In his first meeting as chairman of the nation's independent monetary authority, Bernanke showed he was just as willing as Greenspan to stage pre-emptive strikes against inflation expectations.
In boosting its benchmark short-term interest rate by a quarter percentage point, to 4.75 percent, the Fed imposed heavier borrowing costs on Americans who have home-equity loans or other short-term adjustable-rate loans.
An increase to 5 percent is expected at its May meeting, and some analysts said there might be two or more after that.
Paul L. Kasriel, an economist at Northern Trust Co. in Chicago, said Bernanke and his colleagues at the Fed are flirting with "the disaster of a recession" by continuing to raise interest rates.
"If a recession occurs," he wrote in an analysis after the Fed's action, "then the [Fed] can be sure there won't be any inflation. Then the [Fed] can start cutting."
Few analysts predict a recession this year, but the consensus is that the economy, now growing at a rapid annual rate of as much as 5 percent, will begin to cool over the next few months as the housing market slows and consumers spend at a slower pace.
There could be a political impact if the economy slows more than expected as the November midterm elections draw nearer. A more pronounced slowdown could hurt Republicans at the polls.
With the increase, short-term interest rates are at the highest level since the spring of 2001. There was a slight rise in long-term bond rates yesterday, which some analysts took as a positive sign that a sharp slowdown is not in the works.
Bernanke, a former Bush economic adviser and a teacher of economics, took over from Greenspan Feb. 1. He has signaled that he wants the central bank to be more "transparent" in its communication with the public and to tie its interest-rate decisions more directly to the rate of inflation than it did under Green- span.

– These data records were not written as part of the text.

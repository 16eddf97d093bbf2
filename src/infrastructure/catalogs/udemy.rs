//! Udemy Affiliate API (HTTP basic auth with client id and secret)

use async_trait::async_trait;
use base64::engine::general_purpose::STANDARD;
use base64::Engine;
use serde::Deserialize;

use super::{fetch_json, CourseCatalog};
use crate::config::CatalogsConfig;
use crate::domain::course_import::{ExternalCourse, ExternalLesson, ImportProvider};
use crate::shared::errors::InfraResult;

pub struct UdemyCatalog {
    client: reqwest::Client,
    base_url: String,
    authorization: String,
}

#[derive(Debug, Deserialize)]
struct UdemyCourse {
    title: String,
    #[serde(default)]
    headline: Option<String>,
    #[serde(default)]
    description: Option<String>,
    #[serde(default)]
    image_480x270: Option<String>,
    #[serde(default)]
    primary_category: Option<UdemyCategory>,
}

#[derive(Debug, Deserialize)]
struct UdemyCategory {
    title: String,
}

#[derive(Debug, Deserialize)]
struct CurriculumPage {
    results: Vec<CurriculumItem>,
    #[serde(default)]
    next: Option<String>,
}

#[derive(Debug, Deserialize)]
struct CurriculumItem {
    #[serde(rename = "_class")]
    class: String,
    title: String,
    #[serde(default)]
    description: Option<String>,
    #[serde(default)]
    asset: Option<UdemyAsset>,
}

#[derive(Debug, Deserialize)]
struct UdemyAsset {
    #[serde(default)]
    time_estimation: Option<i32>,
}

impl UdemyCatalog {
    pub fn new(client: reqwest::Client, config: &CatalogsConfig) -> Self {
        let credentials = format!("{}:{}", config.udemy_client_id, config.udemy_client_secret);
        Self {
            client,
            base_url: config.udemy_base_url.trim_end_matches('/').to_string(),
            authorization: format!("Basic {}", STANDARD.encode(credentials)),
        }
    }

    fn get(&self, url: &str) -> reqwest::RequestBuilder {
        self.client
            .get(url)
            .header(reqwest::header::AUTHORIZATION, &self.authorization)
    }
}

fn lectures(items: Vec<CurriculumItem>) -> impl Iterator<Item = ExternalLesson> {
    items
        .into_iter()
        .filter(|item| item.class == "lecture")
        .map(|item| ExternalLesson {
            title: item.title,
            content: item.description,
            video_url: None,
            duration_seconds: item.asset.and_then(|a| a.time_estimation).unwrap_or(0),
        })
}

#[async_trait]
impl CourseCatalog for UdemyCatalog {
    fn provider(&self) -> ImportProvider {
        ImportProvider::Udemy
    }

    async fn fetch_course(&self, external_id: &str) -> InfraResult<ExternalCourse> {
        let id = urlencoding::encode(external_id);
        let course: UdemyCourse = fetch_json(
            "udemy",
            self.get(&format!(
                "{}/courses/{}/?fields[course]=title,headline,description,image_480x270,primary_category",
                self.base_url, id
            )),
        )
        .await?;

        let mut lessons = Vec::new();
        let mut next = Some(format!(
            "{}/courses/{}/public-curriculum-items/?page_size=100",
            self.base_url, id
        ));
        while let Some(url) = next.take() {
            let page: CurriculumPage = fetch_json("udemy", self.get(&url)).await?;
            lessons.extend(lectures(page.results));
            next = page.next;
        }

        Ok(ExternalCourse {
            provider: ImportProvider::Udemy,
            external_id: external_id.to_string(),
            title: course.title,
            description: course.description.or(course.headline),
            category: course.primary_category.map(|c| c.title),
            thumbnail_url: course.image_480x270,
            lessons,
        })
    }
}

#[cfg(test)]
mod tests {
    use super::*;

    #[test]
    fn keeps_only_lectures() {
        let raw = r#"{"results":[
            {"_class":"chapter","title":"Intro"},
            {"_class":"lecture","title":"Welcome","asset":{"time_estimation":120}},
            {"_class":"quiz","title":"Check"}
        ],"next":null}"#;
        let page: CurriculumPage = serde_json::from_str(raw).unwrap();
        let lessons: Vec<ExternalLesson> = lectures(page.results).collect();
        assert_eq!(lessons.len(), 1);
        assert_eq!(lessons[0].title, "Welcome");
        assert_eq!(lessons[0].duration_seconds, 120);
    }

    #[test]
    fn basic_auth_header() {
        let mut cfg = CatalogsConfig::default();
        cfg.udemy_client_id = "id".into();
        cfg.udemy_client_secret = "secret".into();
        let c = UdemyCatalog::new(reqwest::Client::new(), &cfg);
        assert_eq!(c.authorization, "Basic aWQ6c2VjcmV0");
    }
}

The main inflation the Bernanke Fed showed yesterday is the number of words it took to explain its decision: 111. At Greenspan's last meeting, the paragraph explaining the central bank's move took only 50 words.
The Fed said the economy has "rebounded strongly" from a slow fourth quarter of 2005, "but appears likely to moderate to a more sustainable pace."
Higher energy and commodity prices have had only a modest impact on inflation, the central bank said, and higher productivity has kept higher wages from becoming an inflation problem.
Still, the Fed said, there is a risk that a stronger economy could strain resources and that energy and commodity prices could strengthen inflationary pressures.
"Some further policy firming may be needed," it said, signaling that another interest-rate increase is likely in May.
The Fed's policymaking arm, the Federal Open Market Committee, embarked on its campaign to raise interest rates to a more "neutral" level in June 2004.
By definition, a "neutral" rate would keep the economy growing and inflation in check at the same time.
Pierre Ellis, an economist with the New York consulting firm of Decision Economics, saw "at least one more interest-rate increase, and probably two or three more. We don't know where neutral is. The Fed has already told us it is willing to risk going a bit too far" to squelch inflationary expectations.
William Neikirk writes for the Chicago Tribune.